We believe that blockchain technology is the best way for developers to protect themselves against platform providers revoking access. This narrative will repeat itself time and time again as web2 companies struggle to retain control.

In this piece, we speak to some of the challenges of developing in a web2 world, explore how the public blockchain flips this narrative in web3, and explain why licensing is key to creating a world that developers can create without permission or fear. Whether you are a developer or just curious about web3, this article speaks more to web3 concepts rather than to code.

Web2 was largely known for the development and mainstream adoption of social networks—it was also the era of the application programming interface (API). Instead of releasing software as a black box with only one specific set of features, companies deployed APIs that enabled developers to build on their services. This led to an explosion of interconnected web apps. But there was a catch: developers were at the mercy of the company that owned the platform and could have the rug pulled out from under them at any time. This feature of web2 has burned most developers at one point or another. We’ve been burned many times. However, there is a sea change happening in web3 that will embolden devs to build the next great wave of software.

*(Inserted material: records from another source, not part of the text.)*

//! Configuration type definitions

use serde::{Deserialize, Serialize};

use crate::similarity::{
    DEFAULT_READ_THRESHOLD, DEFAULT_RECALCULATE_THRESHOLD, DEFAULT_SYNC_THRESHOLD,
};

/// Number of edges written per collaborator call during bulk recompute
pub const DEFAULT_BATCH_SIZE: usize = 100;

/// Engine configuration
#[derive(Debug, Clone, Default, PartialEq, Serialize, Deserialize)]
pub struct EngineConfig {
    /// Thresholds and batching for relationship maintenance
    #[serde(default)]
    pub similarity: SimilarityConfig,
}

/// Thresholds used by each similarity path
#[derive(Debug, Clone, PartialEq, Serialize, Deserialize)]
pub struct SimilarityConfig {
    /// Minimum score stored when a dream is created (default 0.2)
    #[serde(default = "default_sync_threshold")]
    pub create_threshold: f64,

    /// Minimum score stored when a dream is updated (default 0.2)
    #[serde(default = "default_sync_threshold")]
    pub update_threshold: f64,

    /// Default cutoff for a full recompute (default 0.3)
    #[serde(default = "default_recalculate_threshold")]
    pub recalculate_threshold: f64,

    /// Default cutoff when reading relationships back (default 0.7)
    #[serde(default = "default_read_threshold")]
    pub read_threshold: f64,

    /// Edges per upsert call during a full recompute (default 100)
    #[serde(default = "default_batch_size")]
    pub batch_size: usize,
}

impl Default for SimilarityConfig {
    fn default() -> Self {
        Self {
            create_threshold: default_sync_threshold(),
            update_threshold: default_sync_threshold(),
            recalculate_threshold: default_recalculate_threshold(),
            read_threshold: default_read_threshold(),
            batch_size: default_batch_size(),
        }
    }
}

fn default_sync_threshold() -> f64 {
    DEFAULT_SYNC_THRESHOLD
}

fn default_recalculate_threshold() -> f64 {
    DEFAULT_RECALCULATE_THRESHOLD
}

fn default_read_threshold() -> f64 {
    DEFAULT_READ_THRESHOLD
}

fn default_batch_size() -> usize {
    DEFAULT_BATCH_SIZE
}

Building on a Company’s API: The Devil’s Bargain of Web2

Any developer who cut their teeth in web2 knows that consuming a company’s API comes with a devil’s bargain:

  1. Promising to play nice - If at any point in time you pass the API limits or use the data in a manner that violates the terms of service (ToS), the company can shut off your data firehose.
  2. Willingness to embrace change - At any time, a company can modify the rules of engagement, both in terms of the ToS and the endpoints exposed and developers must quickly adapt to that change.

To use the old developer saying: this is not a bug, it’s a feature. These web2 companies are not just cutting off access, but rather extracting value from developers until these programmers are no longer needed. Many services and social networks were built on the backs of developers, and when it became convenient for the company, they shut off the firehose. Chris Dixon highlights this phenomenon in his piece Why Web3 Matters, where he shows that as platforms move up the adoption S-curve, the relationship between developers goes from cooperative to competitive.

Chart describing the relationship between platform owners and participants (source: cdixon.org)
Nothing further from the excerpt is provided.